O Brasil se acostumou com a dor e chama isso de estabilidade. O medo de crescer se tornou política econômica, e o país, parado, celebra a imobilidade como conquista
Juros altos garantem estabilidade, mas travam o crescimento econômico. (Foto: Adobe Stock)
O Brasil vive um paradoxo elegante: os juros estão em 15% ao ano, a inflação está sob controle e o país continua parado. Há 17 meses o Banco Central (BC) segura a Selic no mesmo patamar e chama isso de prudência. O mercado aplaude, o governo silencia e o investidor dorme tranquilo, mas a conta não fecha.
Com o juro real mais alto do mundo, acima de 10% ao ano, o país coleciona estabilidade no PowerPoint e paralisia na vida real.

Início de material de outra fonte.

// ---------------------------------------------------------------------------
// Estimate
// ---------------------------------------------------------------------------

#[derive(Debug, Clone, Copy, PartialEq, Eq, Serialize, Deserialize)]
pub enum Tier {
    A,
    B,
    C,
    D,
}

impl Tier {
    pub fn as_str(self) -> &'static str {
        match self {
            Tier::A => "A",
            Tier::B => "B",
            Tier::C => "C",
            Tier::D => "D",
        }
    }

    pub fn team(self) -> &'static str {
        match self {
            Tier::A => "1 Full-stack, 0.2 PM",
            Tier::B => "1 FE, 1 BE, 0.4 PM",
            Tier::C => "1 FE, 2 BE, 1 PM, 0.5 QA",
            Tier::D => "1-2 FE, 3 BE, 1 PM, 1 QA, Solution Architect (pt)",
        }
    }
}

#[derive(Debug, Clone, Copy, Default, PartialEq, Eq, Serialize, Deserialize)]
pub struct Flags {
    pub has_ai: bool,
    pub has_voice: bool,
    pub multi_tenant: bool,
    pub platform_embedded: bool,
    pub scale_users: bool,
    pub needs_compliance: bool,
}

#[derive(Debug, Clone, Copy, PartialEq, Eq, Serialize, Deserialize)]
pub struct Pricing {
    pub band_price: u64,
    pub add_on_price: u64,
    pub rush_percent: u64,
    pub minimal_scope: bool,
}

impl Pricing {
    /// Band plus add-ons with the rush multiplier applied, in whole currency
    /// units (rounded down; the range itself uses the exact value).
    pub fn subtotal(&self) -> u64 {
        (self.band_price + self.add_on_price) * self.rush_percent / 100
    }
}

#[derive(Debug, Clone, Copy, PartialEq, Eq, Serialize, Deserialize)]
pub struct PhaseHours {
    pub core: u32,
    pub integrations: u32,
    pub hardening: u32,
}

impl PhaseHours {
    pub fn total(&self) -> u32 {
        self.core + self.integrations + self.hardening
    }
}

#[derive(Debug, Clone, Copy, Default, PartialEq, Eq, Serialize, Deserialize)]
pub struct Notes {
    /// Rush timeline was requested and the compressed schedule is still long.
    pub rush: bool,
}

#[derive(Debug, Clone, PartialEq, Eq, Serialize, Deserialize)]
pub struct Estimate {
    pub base_score: u32,
    pub total_complexity: u32,
    pub flags: Flags,
    pub pricing: Pricing,
    pub cost_low: u64,
    pub cost_high: u64,
    pub weeks: u32,
    pub sprints: u32,
    pub tier: Tier,
    pub team: String,
    pub total_hours: u32,
    pub dev_hours: u32,
    pub phases: PhaseHours,
    pub stack: Vec<String>,
    pub notes: Notes,
}

// ---------------------------------------------------------------------------
// Scoring
// ---------------------------------------------------------------------------

pub fn base_score(answers: &AnswerSet) -> u32 {
    answers.project_type.map_or(0, ProjectType::weight)
        + answers.features.iter().map(|f| f.weight()).sum::<u32>()
        + answers.stage.map_or(0, Stage::weight)
        + integrations(answers).weight()
        + answers.user_volume.map_or(0, UserVolume::weight)
        + answers.compliance.map_or(0, Compliance::weight)
        + answers.design_scope.map_or(0, DesignScope::weight)
        + answers.migration.map_or(0, Migration::weight)
        + answers.platforms.iter().map(|p| p.weight()).sum::<u32>()
}

fn integrations(answers: &AnswerSet) -> IntegrationsCount {
    answers.integrations_count.unwrap_or(IntegrationsCount::Zero)
}

pub fn flags(answers: &AnswerSet) -> Flags {
    Flags {
        has_ai: answers.features.contains(&Feature::Ai),
        has_voice: answers.features.contains(&Feature::RealtimeVoice),
        multi_tenant: answers.features.contains(&Feature::MultiTenant),
        platform_embedded: answers.platforms.contains(&Platform::GhlEmbedded),
        scale_users: matches!(
            answers.user_volume,
            Some(UserVolume::Under10k | UserVolume::Over10k)
        ),
        needs_compliance: matches!(
            answers.compliance,
            Some(Compliance::PiiAudit | Compliance::Industry)
        ),
    }
}

/// Nothing beyond a plain web app: no features, no extra platforms, no
/// integrations, basic compliance and the smallest audience.
pub fn is_minimal_scope(answers: &AnswerSet) -> bool {
    answers.features.is_empty()
        && answers.platforms.iter().all(|&p| p == Platform::Web)
        && integrations(answers) == IntegrationsCount::Zero
        && matches!(answers.compliance, None | Some(Compliance::Basic))
        && matches!(answers.user_volume, None | Some(UserVolume::Under100))
}

fn band_price(base: u32) -> u64 {
    PRICE_BANDS
        .iter()
        .find(|&&(max, _)| base <= max)
        .map_or(TOP_BAND_PRICE, |&(_, price)| price)
}

fn add_on_price(flags: &Flags) -> u64 {
    [
        (flags.has_ai, ADDON_AI),
        (flags.has_voice, ADDON_VOICE),
        (flags.multi_tenant, ADDON_MULTI_TENANT),
        (flags.needs_compliance, ADDON_COMPLIANCE),
        (flags.platform_embedded, ADDON_EMBEDDED),
        (flags.scale_users, ADDON_SCALE_USERS),
    ]
    .iter()
    .filter(|(on, _)| *on)
    .map(|(_, price)| price)
    .sum()
}

/// `ceil(numerator / denominator)` rounded up to a multiple of `step`.
fn round_up(numerator: u64, denominator: u64, step: u64) -> u64 {
    numerator.div_ceil(denominator * step) * step
}

/// Low/high quote around the rushed subtotal.
fn cost_range(pricing: &Pricing, base: u32) -> (u64, u64) {
    // Subtotal in hundredths so the rush multiplier stays exact.
    let subtotal_x100 = (pricing.band_price + pricing.add_on_price) * pricing.rush_percent;
    let variance = if base > 80 { 25 } else { 20 };
    let step = if subtotal_x100 < 2_000 * 100 { 100 } else { 250 };

    let low = round_up(subtotal_x100 * (100 - variance), 100 * 100, step);
    let high = round_up(subtotal_x100 * (100 + variance), 100 * 100, step);

    let low = low.max(MIN_COST);
    let high = high.max(low + MIN_SPREAD);
    (low, high)
}

fn duration_band(total_complexity: u32) -> (u32, u32) {
    match total_complexity {
        0..=25 => (3, 2),
        26..=50 => (5, 3),
        51..=80 => (8, 4),
        _ => (12, 6),
    }
}

fn tier(total_complexity: u32) -> Tier {
    match total_complexity {
        0..=30 => Tier::A,
        31..=60 => Tier::B,
        61..=100 => Tier::C,
        _ => Tier::D,
    }
}

/// Rounds `value * percent / 100` half up.
fn percent_of(value: u32, percent: u32) -> u32 {
    (value * percent + 50) / 100
}

fn stack(flags: &Flags) -> Vec<String> {
    let mut stack: Vec<&str> = BASE_STACK.to_vec();
    if flags.has_ai {
        stack.extend(["Python (FastAPI) AI microservice", "LLM (OpenAI/Anthropic)"]);
    }
    if flags.has_voice {
        stack.extend(["WebRTC/Retell", "WebSockets"]);
    }
    if flags.platform_embedded {
        stack.push("GHL OAuth + API");
    }
    stack.into_iter().map(String::from).collect()
}

pub fn compute_estimate(answers: &AnswerSet) -> Estimate {
    let base = base_score(answers);
    let flags = flags(answers);
    let minimal_scope = is_minimal_scope(answers);

    let pricing = Pricing {
        band_price: if minimal_scope {
            MINIMAL_SCOPE_PRICE
        } else {
            band_price(base)
        },
        add_on_price: if minimal_scope { 0 } else { add_on_price(&flags) },
        rush_percent: answers.timeline.map_or(100, Timeline::rush_percent),
        minimal_scope,
    };
    let (cost_low, cost_high) = cost_range(&pricing, base);

    let total_complexity = base
        + if flags.has_ai { PENALTY_AI } else { 0 }
        + if flags.has_voice { PENALTY_VOICE } else { 0 }
        + if flags.multi_tenant { PENALTY_MULTI_TENANT } else { 0 };

    let rush = answers.timeline == Some(Timeline::Asap);
    let (mut weeks, mut sprints) = duration_band(total_complexity);
    if rush && weeks > 4 {
        weeks = (weeks * 7).div_ceil(10).max(4);
        sprints = weeks.div_ceil(2);
    }

    let tier = tier(total_complexity);

    // round(total_complexity * 2.5)
    let total_hours = (total_complexity * 5 + 1) / 2;
    let (core_pct, integrations_pct) = if flags.has_ai || flags.has_voice {
        (40, 40)
    } else {
        (45, 35)
    };
    let core = percent_of(total_hours, core_pct);
    let integrations = percent_of(total_hours, integrations_pct);
    let phases = PhaseHours {
        core,
        integrations,
        hardening: total_hours.saturating_sub(core + integrations),
    };

    Estimate {
        base_score: base,
        total_complexity,
        flags,
        pricing,
        cost_low,
        cost_high,
        weeks,
        sprints,
        tier,
        team: tier.team().to_string(),
        total_hours,
        dev_hours: percent_of(total_hours, 85),
        phases,
        stack: stack(&flags),
        notes: Notes {
            rush: rush && weeks > 8,
        },
    }
}
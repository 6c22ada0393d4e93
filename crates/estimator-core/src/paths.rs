use crate::error::{EstimatorError, Result};
use regex::Regex;
use std::path::{Path, PathBuf};
use std::sync::OnceLock;

// ---------------------------------------------------------------------------
// Directory constants
// ---------------------------------------------------------------------------

pub const ESTIMATOR_DIR: &str = ".estimator";
pub const DRAFTS_DIR: &str = ".estimator/drafts";
pub const REPORTS_DIR: &str = ".estimator/reports";

pub const CONFIG_FILE: &str = ".estimator/config.yaml";

/// Store key for the wizard's step position.
pub const STEP_KEY: &str = "estimate_step";
/// Store key for the wizard's answer draft.
pub const DATA_KEY: &str = "estimate_data";

// ---------------------------------------------------------------------------
// Path helpers
// ---------------------------------------------------------------------------

pub fn estimator_dir(root: &Path) -> PathBuf {
    root.join(ESTIMATOR_DIR)
}

pub fn config_path(root: &Path) -> PathBuf {
    root.join(CONFIG_FILE)
}

pub fn drafts_dir(root: &Path) -> PathBuf {
    root.join(DRAFTS_DIR)
}

pub fn reports_dir(root: &Path) -> PathBuf {
    root.join(REPORTS_DIR)
}

pub fn report_path(root: &Path, id: &str) -> PathBuf {
    reports_dir(root).join(format!("estimate-{id}.html"))
}

// ---------------------------------------------------------------------------
// Slug validation
// ---------------------------------------------------------------------------

static SLUG_RE: OnceLock<Regex> = OnceLock::new();

fn slug_re() -> &'static Regex {
    SLUG_RE.get_or_init(|| Regex::new(r"^[a-z0-9][a-z0-9\-_]*[a-z0-9]$|^[a-z0-9]$").unwrap())
}

/// Post slugs and store keys share one shape: lowercase, digits, `-` and `_`.
pub fn validate_slug(slug: &str) -> Result<()> {
    if slug.is_empty() || slug.len() > 96 || !slug_re().is_match(slug) {
        return Err(EstimatorError::InvalidSlug(slug.to_string()));
    }
    Ok(())
}

// ---------------------------------------------------------------------------
// Tests
// ---------------------------------------------------------------------------
use crate::output::print_json;
use anyhow::Context;
use clap::Args;
use estimator_core::answers::{
    AnswerSet, Compliance, DesignScope, Feature, IntegrationsCount, Migration, Platform,
    ProjectType, Stage, Timeline, UserVolume,
};
use estimator_core::config::Config;
use estimator_core::engine::{compute_estimate, Estimate};
use estimator_core::{io, report};
use std::path::{Path, PathBuf};

#[derive(Args)]
pub struct EstimateArgs {
    /// YAML or JSON file holding an answer set; flags override it
    #[arg(long, value_name = "FILE")]
    answers: Option<PathBuf>,

    #[arg(long)]
    project_type: Option<ProjectType>,

    /// Repeat for each feature; replaces the features from --answers
    #[arg(long = "feature", value_name = "FEATURE")]
    features: Vec<Feature>,

    #[arg(long)]
    stage: Option<Stage>,

    #[arg(long = "integrations")]
    integrations_count: Option<IntegrationsCount>,

    #[arg(long)]
    user_volume: Option<UserVolume>,

    #[arg(long)]
    compliance: Option<Compliance>,

    #[arg(long)]
    timeline: Option<Timeline>,

    #[arg(long = "design")]
    design_scope: Option<DesignScope>,

    #[arg(long)]
    migration: Option<Migration>,

    /// Repeat for each platform; replaces the platforms from --answers
    #[arg(long = "platform", value_name = "PLATFORM")]
    platforms: Vec<Platform>,

    /// Also write the printable report to FILE
    #[arg(long, value_name = "FILE")]
    html: Option<PathBuf>,
}

impl EstimateArgs {
    fn answer_set(&self) -> anyhow::Result<AnswerSet> {
        let mut answers = match &self.answers {
            Some(path) => {
                let data = std::fs::read_to_string(path)
                    .with_context(|| format!("failed to read {}", path.display()))?;
                serde_yaml::from_str::<AnswerSet>(&data)
                    .with_context(|| format!("failed to parse answers in {}", path.display()))?
            }
            None => AnswerSet::default(),
        };

        answers.project_type = self.project_type.or(answers.project_type);
        answers.stage = self.stage.or(answers.stage);
        answers.integrations_count = self.integrations_count.or(answers.integrations_count);
        answers.user_volume = self.user_volume.or(answers.user_volume);
        answers.compliance = self.compliance.or(answers.compliance);
        answers.timeline = self.timeline.or(answers.timeline);
        answers.design_scope = self.design_scope.or(answers.design_scope);
        answers.migration = self.migration.or(answers.migration);
        if !self.features.is_empty() {
            answers.features = self.features.iter().copied().collect();
        }
        if !self.platforms.is_empty() {
            answers.platforms = self.platforms.iter().copied().collect();
        }
        Ok(answers)
    }
}

pub fn run(root: &Path, args: &EstimateArgs, json: bool) -> anyhow::Result<()> {
    let answers = args.answer_set()?;
    let estimate = compute_estimate(&answers);

    if let Some(out) = &args.html {
        let config = Config::load_or_default(root).context("failed to load config")?;
        let html = report::render_html(&answers, &estimate, config.booking.url.as_deref())?;
        io::atomic_write(out, html.as_bytes())
            .with_context(|| format!("failed to write {}", out.display()))?;
    }

    if json {
        print_json(&serde_json::json!({
            "answers": answers,
            "estimate": estimate,
        }))?;
    } else {
        print_summary(&answers);
        println!();
        print_estimate(&estimate);
        if let Some(out) = &args.html {
            println!("\nReport written to {}", out.display());
        }
    }
    Ok(())
}

// ---------------------------------------------------------------------------
// Shared text output
// ---------------------------------------------------------------------------

pub fn print_summary(answers: &AnswerSet) {
    println!("Selections");
    for line in report::summary(answers) {
        println!("  {:<36} {}", format!("{}:", line.title), line.value);
    }
}

pub fn print_estimate(e: &Estimate) {
    println!("Estimate");
    println!(
        "  Cost:       ${} - ${}",
        report::thousands(e.cost_low),
        report::thousands(e.cost_high)
    );
    println!("  Timeline:   {} weeks ({} sprints)", e.weeks, e.sprints);
    println!("  Team:       {} (tier {})", e.team, e.tier.as_str());
    println!(
        "  Hours:      {} total, {} dev (core {} / integrations {} / hardening {})",
        e.total_hours, e.dev_hours, e.phases.core, e.phases.integrations, e.phases.hardening
    );
    println!(
        "  Score:      base {}, complexity {}",
        e.base_score, e.total_complexity
    );
    println!("  Stack:      {}", e.stack.join(", "));
    if e.notes.rush {
        println!("  Note:       rush timeline; expect a larger team or parallel workstreams");
    }
}
use crate::error::Result;
use std::io::Write;
use std::path::Path;
use tempfile::NamedTempFile;

/// Atomically write `data` to `path` using a tempfile in the same directory.
/// Prevents a half-written draft from being read back on the next mount.
pub fn atomic_write(path: &Path, data: &[u8]) -> Result<()> {
    if let Some(parent) = path.parent() {
        std::fs::create_dir_all(parent)?;
    }
    let dir = path.parent().unwrap_or(Path::new("."));
    let mut tmp = NamedTempFile::new_in(dir)?;
    tmp.write_all(data)?;
    tmp.persist(path).map_err(|e| e.error)?;
    Ok(())
}

pub fn ensure_dir(path: &Path) -> Result<()> {
    std::fs::create_dir_all(path)?;
    Ok(())
}

/// Write a file only if it does not already exist. Returns true if written.
pub fn write_if_missing(path: &Path, data: &[u8]) -> Result<bool> {
    if path.exists() {
        return Ok(false);
    }
    atomic_write(path, data)?;
    Ok(true)
}

/// Remove a file, treating "already gone" as success.
pub fn remove_if_exists(path: &Path) -> Result<()> {
    match std::fs::remove_file(path) {
        Ok(()) => Ok(()),
        Err(e) if e.kind() == std::io::ErrorKind::NotFound => Ok(()),
        Err(e) => Err(e.into()),
    }
}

O Produto Interno Bruto (PIB) cresce 2%, o crédito encolhe, e o Brasil começa a achar normal não sair do lugar. O juro alto virou símbolo de virtude.
No Brasil, ser prudente significa não tentar. O Banco Central teme errar, o governo teme decidir e o mercado teme mudar. O medo virou método. E o método virou política. Em nome da estabilidade, o país se anestesiou. Cada decisão do Copom é celebrada como se a ausência de risco fosse um avanço. O Brasil transformou a imobilidade em conquista.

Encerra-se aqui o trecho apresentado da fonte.